━━━ Exercise data
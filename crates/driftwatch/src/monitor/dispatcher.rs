//! Candidate dispatch
//!
//! Drains a batch of `Discovered` records and pushes each through
//! queued -> processing -> processed/failed, invoking the pipeline in
//! between. The pipeline call sits behind a panic boundary: any error or
//! panic it raises becomes a `mark_failed` transition, never a torn-down
//! cycle, and one candidate's failure does not stop the rest of the batch.
//!
//! At-most-one-in-flight per path holds because records enter a batch only
//! in `Discovered` state and are transitioned out of it before the pipeline
//! is handed control.

use super::catalog::Catalog;
use super::types::{DispatchReport, FileRecord};
use super::CancellationToken;
use crate::events::{EventSink, MonitorEvent};
use crate::pipeline::{FileRef, Pipeline, PipelineError};
use std::panic::{catch_unwind, AssertUnwindSafe};
use std::path::PathBuf;
use std::sync::atomic::{AtomicU64, Ordering};
use std::sync::{mpsc, Arc, Mutex, MutexGuard, PoisonError};
use std::thread;
use tracing::error;

#[derive(Default)]
struct DispatchCounters {
    processed: AtomicU64,
    failed: AtomicU64,
    skipped: AtomicU64,
}

/// Hands candidates to the pipeline and finalizes their catalog state.
pub struct Dispatcher {
    catalog: Arc<Mutex<Catalog>>,
    pipeline: Arc<dyn Pipeline>,
    events: Arc<dyn EventSink>,
    max_workers: usize,
    retry_limit: u32,
}

impl Dispatcher {
    pub fn new(
        catalog: Arc<Mutex<Catalog>>,
        pipeline: Arc<dyn Pipeline>,
        events: Arc<dyn EventSink>,
        max_workers: usize,
    ) -> Self {
        let retry_limit = catalog
            .lock()
            .unwrap_or_else(PoisonError::into_inner)
            .retry_limit();
        Self {
            catalog,
            pipeline,
            events,
            max_workers: max_workers.max(1),
            retry_limit,
        }
    }

    /// Dispatch a batch in the order supplied.
    ///
    /// With one worker, candidates run sequentially in discovery order. With
    /// more, ordering across candidates is not guaranteed; per-path ordering
    /// still is, because each path appears in the batch at most once.
    /// Cancellation is observed between candidates; in-flight candidates run
    /// to completion.
    pub fn dispatch(
        &self,
        candidates: Vec<FileRecord>,
        cancel: &CancellationToken,
    ) -> DispatchReport {
        let counters = DispatchCounters::default();
        if candidates.is_empty() {
            return DispatchReport::default();
        }

        let workers = self.max_workers.min(candidates.len());
        if workers == 1 {
            for candidate in candidates {
                self.dispatch_one(candidate, cancel, &counters);
            }
        } else {
            let (tx, rx) = mpsc::channel::<FileRecord>();
            for candidate in candidates {
                // Receiver outlives this loop, send cannot fail here
                let _ = tx.send(candidate);
            }
            drop(tx);

            let rx = Mutex::new(rx);
            thread::scope(|scope| {
                for _ in 0..workers {
                    scope.spawn(|| loop {
                        let next = {
                            let guard = rx.lock().unwrap_or_else(PoisonError::into_inner);
                            guard.recv()
                        };
                        match next {
                            Ok(candidate) => self.dispatch_one(candidate, cancel, &counters),
                            Err(_) => break,
                        }
                    });
                }
            });
        }

        DispatchReport {
            processed: counters.processed.load(Ordering::Relaxed),
            failed: counters.failed.load(Ordering::Relaxed),
            skipped: counters.skipped.load(Ordering::Relaxed),
        }
    }

    fn dispatch_one(
        &self,
        candidate: FileRecord,
        cancel: &CancellationToken,
        counters: &DispatchCounters,
    ) {
        if cancel.is_cancelled() {
            // Left in Discovered; the next run picks it up
            counters.skipped.fetch_add(1, Ordering::Relaxed);
            return;
        }

        let path = candidate.path.clone();
        if let Err(e) = self.lock_catalog().mark_queued(&path) {
            error!(path = %path, error = %e, "Failed to queue candidate");
            return;
        }
        let attempt = match self.lock_catalog().mark_processing(&path) {
            Ok(record) => record.attempt_count,
            Err(e) => {
                error!(path = %path, error = %e, "Failed to claim candidate");
                return;
            }
        };

        self.events.emit(MonitorEvent::DispatchStarted {
            path: path.clone(),
            attempt,
        });

        let file_ref = FileRef {
            path: PathBuf::from(&path),
            size: candidate.size,
            fingerprint: candidate.fingerprint.clone(),
        };
        let outcome = catch_unwind(AssertUnwindSafe(|| self.pipeline.process(&file_ref)));

        match flatten(outcome) {
            Ok(()) => {
                if let Err(e) = self.lock_catalog().mark_processed(&path) {
                    error!(path = %path, error = %e, "Failed to finalize processed file");
                    return;
                }
                self.events
                    .emit(MonitorEvent::FileProcessed { path, attempt });
                counters.processed.fetch_add(1, Ordering::Relaxed);
            }
            Err(detail) => {
                if let Err(e) = self.lock_catalog().mark_failed(&path, &detail) {
                    error!(path = %path, error = %e, "Failed to finalize failed file");
                    return;
                }
                self.events.emit(MonitorEvent::FileFailed {
                    path,
                    attempt,
                    error: detail,
                    permanent: attempt >= self.retry_limit,
                });
                counters.failed.fetch_add(1, Ordering::Relaxed);
            }
        }
    }

    fn lock_catalog(&self) -> MutexGuard<'_, Catalog> {
        self.catalog
            .lock()
            .unwrap_or_else(PoisonError::into_inner)
    }
}

/// Collapse pipeline result and panic boundary into one failure description.
fn flatten(
    outcome: std::thread::Result<Result<(), PipelineError>>,
) -> Result<(), String> {
    match outcome {
        Ok(Ok(())) => Ok(()),
        Ok(Err(e)) => Err(e.to_string()),
        Err(panic) => {
            let detail = panic
                .downcast_ref::<&str>()
                .map(|s| s.to_string())
                .or_else(|| panic.downcast_ref::<String>().cloned())
                .unwrap_or_else(|| "unknown panic".to_string());
            Err(format!("pipeline panicked: {detail}"))
        }
    }
}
━━━━━━
◆ **To do**: Exactly how many lines in the records above hold the string "send"? Reply with that number only.

◆ **Answer for the task**: 2